Potential Applications

This technology could be applied in various fields such as natural language processing, machine translation, and content generation for automated systems.

Problems Solved

This technology addresses the challenge of improving text generation and summarization models by leveraging multilingual pretrained models and enhanced training datasets.

Benefits

The use of multilingual pretrained models and enhanced training datasets can lead to more accurate and contextually relevant text generation and summarization, improving the overall quality of automated content creation.
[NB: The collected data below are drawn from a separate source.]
use crate::console_speech::{ConsoleRecognizer, ConsoleSynthesizer, EventTx, SpeechFeed};
use crate::document::load_document;
use crate::repl::{ConsoleCommand, HELP};
use anyhow::Result;
use assist_core::collaborator::{DocumentExtractor, ResponseGenerator};
use assist_core::platform::SpeechRecognizer;
use assist_core::profile::default_catalog;
use assist_core::{
    AssistSession, DictationController, PlatformEvent, PlaybackController, SettingChange,
};
use std::path::Path;

/// Everything behind the console: the form state and both speech controllers.
///
/// Dropping the app tears down the controllers, which stops any capture or
/// playback still running.
pub struct ConsoleApp {
    session: AssistSession,
    dictation: DictationController,
    playback: PlaybackController,
    feed: Option<SpeechFeed>,
    generator: Box<dyn ResponseGenerator + Send + Sync>,
}

impl ConsoleApp {
    pub fn new(
        generator: Box<dyn ResponseGenerator + Send + Sync>,
        events: EventTx,
        dictation_enabled: bool,
    ) -> Self {
        let session = AssistSession::new();

        let (recognizer, feed) = if dictation_enabled {
            let recognizer = ConsoleRecognizer::new(events.clone());
            let feed = recognizer.feed();
            (Some(Box::new(recognizer) as Box<dyn SpeechRecognizer>), Some(feed))
        } else {
            (None, None)
        };
        let dictation = DictationController::with_recognizer(recognizer, session.prompt());
        let playback = PlaybackController::new(Box::new(ConsoleSynthesizer::new(events)));

        Self {
            session,
            dictation,
            playback,
            feed,
            generator,
        }
    }

    pub fn session(&self) -> &AssistSession {
        &self.session
    }

    pub fn dictation(&self) -> &DictationController {
        &self.dictation
    }

    pub fn playback(&self) -> &PlaybackController {
        &self.playback
    }

    pub fn playback_mut(&mut self) -> &mut PlaybackController {
        &mut self.playback
    }

    pub fn toggle_profile(&mut self, id: &str) {
        let selection = self.session.toggle_profile(id);
        println!("Profiles: {}", selection.iter().collect::<Vec<_>>().join(", "));
    }

    /// Loads and extracts a document. Failures are reported and leave the session as it was.
    pub async fn attach(&mut self, extractor: &(dyn DocumentExtractor + Send + Sync), path: &Path) -> Result<()> {
        let document = load_document(path)?;
        self.session.attach_document(extractor, document).await?;
        println!("Attached {}", path.display());
        Ok(())
    }

    /// Routes a platform callback to the controller that owns the resource.
    pub fn on_event(&mut self, event: PlatformEvent) {
        match event {
            PlatformEvent::Recognition(event) => {
                self.dictation.on_event(event);
            }
            PlatformEvent::Synthesis(event) => {
                self.playback.on_event(event);
            }
        }
    }

    pub async fn handle(&mut self, command: ConsoleCommand) {
        match command {
            ConsoleCommand::Help => println!("{HELP}"),
            ConsoleCommand::Profiles => {
                for profile in default_catalog() {
                    let mark = if self.session.selection().contains(&profile.id) { "x" } else { " " };
                    println!("[{mark}] {} - {}", profile.id, profile.description);
                }
            }
            ConsoleCommand::Profile(id) => self.toggle_profile(&id),
            ConsoleCommand::Type(text) => self.session.prompt().set(&text),
            ConsoleCommand::Clear => self.session.prompt().clear(),
            ConsoleCommand::Dictate => {
                if !self.dictation.is_available() {
                    println!("Dictation is not available.");
                    return;
                }
                self.dictation.toggle();
            }
            ConsoleCommand::Hear(text) => match &self.feed {
                Some(feed) if feed.hear(&text) => {}
                Some(_) => println!("Not listening. Type 'dictate' first."),
                None => println!("Dictation is not available."),
            },
            ConsoleCommand::Ask => {
                let result = self
                    .session
                    .submit(self.generator.as_ref())
                    .await
                    .map(str::to_string);
                match result {
                    Ok(response) => {
                        println!("\n{response}\n");
                        if self.session.customization_visible() {
                            println!("Display settings are available: font-size, line-height, font.");
                        }
                    }
                    Err(e) => println!("{e}"),
                }
            }
            ConsoleCommand::Speak => {
                let voice = self.playback.selected_voice().map(str::to_string);
                let rate = self.playback.rate();
                match self.session.response() {
                    Some(text) => {
                        self.playback.speak(text, voice.as_deref(), rate);
                    }
                    None => println!("There is no response to read yet."),
                }
            }
            ConsoleCommand::Stop => self.playback.stop(),
            ConsoleCommand::Voices => {
                let selected = self.playback.selected_voice();
                for voice in self.playback.voices() {
                    let mark = if Some(voice.id.as_str()) == selected { "*" } else { " " };
                    println!("{mark} {} ({}, {})", voice.id, voice.name, voice.lang);
                }
            }
            ConsoleCommand::Voice(id) => {
                if !self.playback.select_voice(&id) {
                    println!("Unknown voice '{id}'. Type 'voices' for a list.");
                }
            }
            ConsoleCommand::Rate(rate) => self.playback.set_rate(rate),
            ConsoleCommand::FontSize(v) => self.update_setting(SettingChange::FontSize(v)),
            ConsoleCommand::LineHeight(v) => self.update_setting(SettingChange::LineHeight(v)),
            ConsoleCommand::Font(f) => self.update_setting(SettingChange::FontFamily(f)),
            ConsoleCommand::Show => self.show(),
            ConsoleCommand::Quit => {}
        }
    }

    fn update_setting(&mut self, change: SettingChange) {
        if !self.session.customization_visible() {
            println!("Display settings need a response and a reading, writing or vision profile.");
            return;
        }
        self.session.update_setting(change);
    }

    fn show(&self) {
        println!("Question: {}", self.session.prompt().get());
        println!(
            "Profiles: {}",
            self.session.selection().iter().collect::<Vec<_>>().join(", ")
        );
        if let Some(name) = self.session.document_name() {
            println!("Document: {name}");
        }
        println!("Dictation: {:?}, playback: {:?}", self.dictation.state(), self.playback.state());
        if let Some(response) = self.session.response() {
            println!("Response:\n{response}");
        }
        if self.session.customization_visible() {
            let settings = self.session.settings();
            println!(
                "Display: font {}, size {:.1}em, line height {:.1}",
                settings.font_family, settings.font_size, settings.line_height
            );
        }
    }
}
Potential Commercial Applications

This technology could be utilized in content generation tools, chatbots, automated customer service systems, and other applications that require natural language processing capabilities.

Possible Prior Art

One possible prior art could be the use of pretrained language models in natural language processing tasks, as well as the use of enhanced training datasets to improve model performance.

Unanswered Questions

How does this method compare to existing text generation and summarization techniques?

This article does not provide a direct comparison to existing methods in the field. It would be helpful to understand the specific advantages and limitations of this approach compared to traditional text generation and summarization techniques.

What are the potential limitations or challenges of implementing this technology in real-world applications?

The article does not address the practical considerations or challenges that may arise when implementing this technology in real-world scenarios. It would be valuable to explore the potential obstacles or limitations that could affect the adoption and effectiveness of this method.


Original Abstract Submitted

A method includes preparing a base model using an input model pretrained on at least three languages different from each other and a base vocabulary including words corresponding to two languages among the at least three languages, where the preparing the base model includes constraining the input model to the words included in the base vocabulary; training the base model using a first enhanced training dataset generated from public data, to generate a text summarization model; training the base model using a second enhanced training dataset generated from the first enhanced training dataset, to generate a text generation model; and training the base model using a third enhanced training dataset that is generated using the second enhanced training dataset and the text summarization model, to generate a next sentence generation model.